EXERCISE:
Would you return, word for word, the lines of the data below from the line with "pub const GREETING: &str" through the line with "while let Some(Ok(msg))", and no others?

DATA LISTING:
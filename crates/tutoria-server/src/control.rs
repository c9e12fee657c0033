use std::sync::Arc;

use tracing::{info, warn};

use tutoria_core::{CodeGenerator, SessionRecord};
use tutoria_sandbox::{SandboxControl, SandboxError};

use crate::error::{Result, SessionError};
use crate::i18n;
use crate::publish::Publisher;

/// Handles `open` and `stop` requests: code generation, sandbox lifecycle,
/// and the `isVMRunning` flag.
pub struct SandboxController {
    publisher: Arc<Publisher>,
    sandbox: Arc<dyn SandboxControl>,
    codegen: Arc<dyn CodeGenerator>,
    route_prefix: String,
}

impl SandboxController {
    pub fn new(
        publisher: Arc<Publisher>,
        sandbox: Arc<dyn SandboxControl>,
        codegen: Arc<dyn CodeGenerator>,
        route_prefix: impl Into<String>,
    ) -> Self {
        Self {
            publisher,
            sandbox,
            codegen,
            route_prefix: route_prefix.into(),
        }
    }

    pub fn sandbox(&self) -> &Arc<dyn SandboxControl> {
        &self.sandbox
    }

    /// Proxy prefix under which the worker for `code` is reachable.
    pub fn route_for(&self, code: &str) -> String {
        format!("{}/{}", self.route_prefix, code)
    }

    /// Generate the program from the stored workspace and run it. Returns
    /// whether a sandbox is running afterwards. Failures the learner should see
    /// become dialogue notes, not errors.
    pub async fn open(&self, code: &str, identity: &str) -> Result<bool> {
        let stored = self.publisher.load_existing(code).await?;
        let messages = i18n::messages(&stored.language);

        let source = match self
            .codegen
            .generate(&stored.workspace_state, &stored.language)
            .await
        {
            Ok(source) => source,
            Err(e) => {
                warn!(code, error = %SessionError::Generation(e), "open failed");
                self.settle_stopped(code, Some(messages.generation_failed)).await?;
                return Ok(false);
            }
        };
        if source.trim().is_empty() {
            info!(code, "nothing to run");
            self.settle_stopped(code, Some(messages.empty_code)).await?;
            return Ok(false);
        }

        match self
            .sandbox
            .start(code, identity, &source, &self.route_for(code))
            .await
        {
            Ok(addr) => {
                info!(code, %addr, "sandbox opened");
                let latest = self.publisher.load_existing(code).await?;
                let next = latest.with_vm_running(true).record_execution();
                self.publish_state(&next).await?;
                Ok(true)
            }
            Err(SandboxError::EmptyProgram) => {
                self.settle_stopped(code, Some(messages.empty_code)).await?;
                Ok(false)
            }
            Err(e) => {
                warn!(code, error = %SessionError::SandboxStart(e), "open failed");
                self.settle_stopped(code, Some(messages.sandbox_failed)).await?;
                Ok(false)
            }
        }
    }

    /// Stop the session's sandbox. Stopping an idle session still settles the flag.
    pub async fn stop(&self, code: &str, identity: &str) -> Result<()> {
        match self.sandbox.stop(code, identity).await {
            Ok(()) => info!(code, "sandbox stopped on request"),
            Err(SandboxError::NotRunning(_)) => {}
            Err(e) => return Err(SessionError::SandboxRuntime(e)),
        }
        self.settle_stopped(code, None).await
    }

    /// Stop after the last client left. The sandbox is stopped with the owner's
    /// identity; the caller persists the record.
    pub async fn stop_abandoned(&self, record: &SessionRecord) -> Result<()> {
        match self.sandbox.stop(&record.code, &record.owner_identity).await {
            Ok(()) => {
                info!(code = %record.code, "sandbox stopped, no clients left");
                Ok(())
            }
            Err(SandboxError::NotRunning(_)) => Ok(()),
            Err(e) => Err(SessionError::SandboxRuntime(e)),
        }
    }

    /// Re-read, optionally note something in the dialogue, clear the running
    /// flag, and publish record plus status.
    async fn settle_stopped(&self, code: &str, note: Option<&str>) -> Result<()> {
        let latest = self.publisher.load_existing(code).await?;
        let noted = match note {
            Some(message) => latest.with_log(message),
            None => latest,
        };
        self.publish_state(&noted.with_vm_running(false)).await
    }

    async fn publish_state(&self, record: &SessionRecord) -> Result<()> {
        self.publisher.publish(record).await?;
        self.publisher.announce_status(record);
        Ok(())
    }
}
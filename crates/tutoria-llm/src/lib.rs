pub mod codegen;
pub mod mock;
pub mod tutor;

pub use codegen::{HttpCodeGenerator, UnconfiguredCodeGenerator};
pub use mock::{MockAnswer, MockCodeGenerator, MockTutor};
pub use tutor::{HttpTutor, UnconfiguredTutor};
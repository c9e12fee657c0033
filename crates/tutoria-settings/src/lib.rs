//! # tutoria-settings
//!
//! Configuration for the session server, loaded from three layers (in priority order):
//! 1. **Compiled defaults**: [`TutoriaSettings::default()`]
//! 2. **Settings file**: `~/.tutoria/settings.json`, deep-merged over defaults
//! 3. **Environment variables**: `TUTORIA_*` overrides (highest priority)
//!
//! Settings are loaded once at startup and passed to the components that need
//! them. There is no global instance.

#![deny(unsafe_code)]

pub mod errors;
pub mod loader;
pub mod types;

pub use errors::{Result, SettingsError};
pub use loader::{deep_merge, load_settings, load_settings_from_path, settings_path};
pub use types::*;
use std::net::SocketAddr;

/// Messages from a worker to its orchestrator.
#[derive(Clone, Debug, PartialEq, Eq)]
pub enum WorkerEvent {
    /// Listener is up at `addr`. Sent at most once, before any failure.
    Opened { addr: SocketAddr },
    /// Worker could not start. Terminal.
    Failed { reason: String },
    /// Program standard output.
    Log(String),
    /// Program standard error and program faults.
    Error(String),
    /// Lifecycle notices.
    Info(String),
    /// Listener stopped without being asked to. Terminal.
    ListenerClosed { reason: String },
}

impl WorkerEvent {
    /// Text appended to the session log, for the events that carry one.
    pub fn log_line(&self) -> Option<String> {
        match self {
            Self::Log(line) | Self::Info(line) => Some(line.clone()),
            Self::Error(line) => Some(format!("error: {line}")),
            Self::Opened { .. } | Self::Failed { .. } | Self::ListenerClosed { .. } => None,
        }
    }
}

==

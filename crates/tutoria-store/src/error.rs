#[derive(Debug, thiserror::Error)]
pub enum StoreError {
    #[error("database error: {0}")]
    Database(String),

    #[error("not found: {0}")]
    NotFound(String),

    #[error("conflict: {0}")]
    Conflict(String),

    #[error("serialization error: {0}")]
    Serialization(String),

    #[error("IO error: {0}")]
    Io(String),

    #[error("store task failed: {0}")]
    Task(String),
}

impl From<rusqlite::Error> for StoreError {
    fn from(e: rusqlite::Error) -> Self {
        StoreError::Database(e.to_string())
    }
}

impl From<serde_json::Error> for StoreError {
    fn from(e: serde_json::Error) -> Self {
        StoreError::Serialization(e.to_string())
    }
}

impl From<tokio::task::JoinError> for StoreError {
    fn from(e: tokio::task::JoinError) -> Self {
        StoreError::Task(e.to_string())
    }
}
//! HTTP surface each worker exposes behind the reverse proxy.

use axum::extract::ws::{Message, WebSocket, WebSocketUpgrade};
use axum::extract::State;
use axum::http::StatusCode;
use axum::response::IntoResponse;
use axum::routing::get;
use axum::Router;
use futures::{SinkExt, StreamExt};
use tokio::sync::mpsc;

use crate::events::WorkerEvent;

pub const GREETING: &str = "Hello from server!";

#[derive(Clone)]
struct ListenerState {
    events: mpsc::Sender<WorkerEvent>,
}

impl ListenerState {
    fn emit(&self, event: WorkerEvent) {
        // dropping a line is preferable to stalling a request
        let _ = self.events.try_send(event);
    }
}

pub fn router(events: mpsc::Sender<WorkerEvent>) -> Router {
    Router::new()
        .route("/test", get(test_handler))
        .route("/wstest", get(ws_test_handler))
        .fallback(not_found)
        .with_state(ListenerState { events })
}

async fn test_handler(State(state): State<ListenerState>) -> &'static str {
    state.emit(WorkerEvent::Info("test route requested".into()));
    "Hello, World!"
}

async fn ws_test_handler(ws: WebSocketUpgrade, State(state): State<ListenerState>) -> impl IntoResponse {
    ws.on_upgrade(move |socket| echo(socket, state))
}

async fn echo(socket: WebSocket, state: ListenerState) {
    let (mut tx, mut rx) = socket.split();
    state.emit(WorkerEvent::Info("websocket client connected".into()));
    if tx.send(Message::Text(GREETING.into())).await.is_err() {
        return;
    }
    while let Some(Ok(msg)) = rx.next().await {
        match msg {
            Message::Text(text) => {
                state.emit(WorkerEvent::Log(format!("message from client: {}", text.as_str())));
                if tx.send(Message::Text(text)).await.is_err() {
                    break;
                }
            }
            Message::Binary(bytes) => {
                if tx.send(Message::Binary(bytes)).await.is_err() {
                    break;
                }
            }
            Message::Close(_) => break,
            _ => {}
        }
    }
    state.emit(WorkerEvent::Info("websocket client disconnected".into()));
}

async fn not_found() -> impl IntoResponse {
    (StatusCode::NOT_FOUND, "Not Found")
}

TASK OUTPUT:
pub const GREETING: &str = "Hello from server!";

#[derive(Clone)]
struct ListenerState {
    events: mpsc::Sender<WorkerEvent>,
}

impl ListenerState {
    fn emit(&self, event: WorkerEvent) {
        // dropping a line is preferable to stalling a request
        let _ = self.events.try_send(event);
    }
}

pub fn router(events: mpsc::Sender<WorkerEvent>) -> Router {
    Router::new()
        .route("/test", get(test_handler))
        .route("/wstest", get(ws_test_handler))
        .fallback(not_found)
        .with_state(ListenerState { events })
}

async fn test_handler(State(state): State<ListenerState>) -> &'static str {
    state.emit(WorkerEvent::Info("test route requested".into()));
    "Hello, World!"
}

async fn ws_test_handler(ws: WebSocketUpgrade, State(state): State<ListenerState>) -> impl IntoResponse {
    ws.on_upgrade(move |socket| echo(socket, state))
}

async fn echo(socket: WebSocket, state: ListenerState) {
    let (mut tx, mut rx) = socket.split();
    state.emit(WorkerEvent::Info("websocket client connected".into()));
    if tx.send(Message::Text(GREETING.into())).await.is_err() {
        return;
    }
    while let Some(Ok(msg)) = rx.next().await {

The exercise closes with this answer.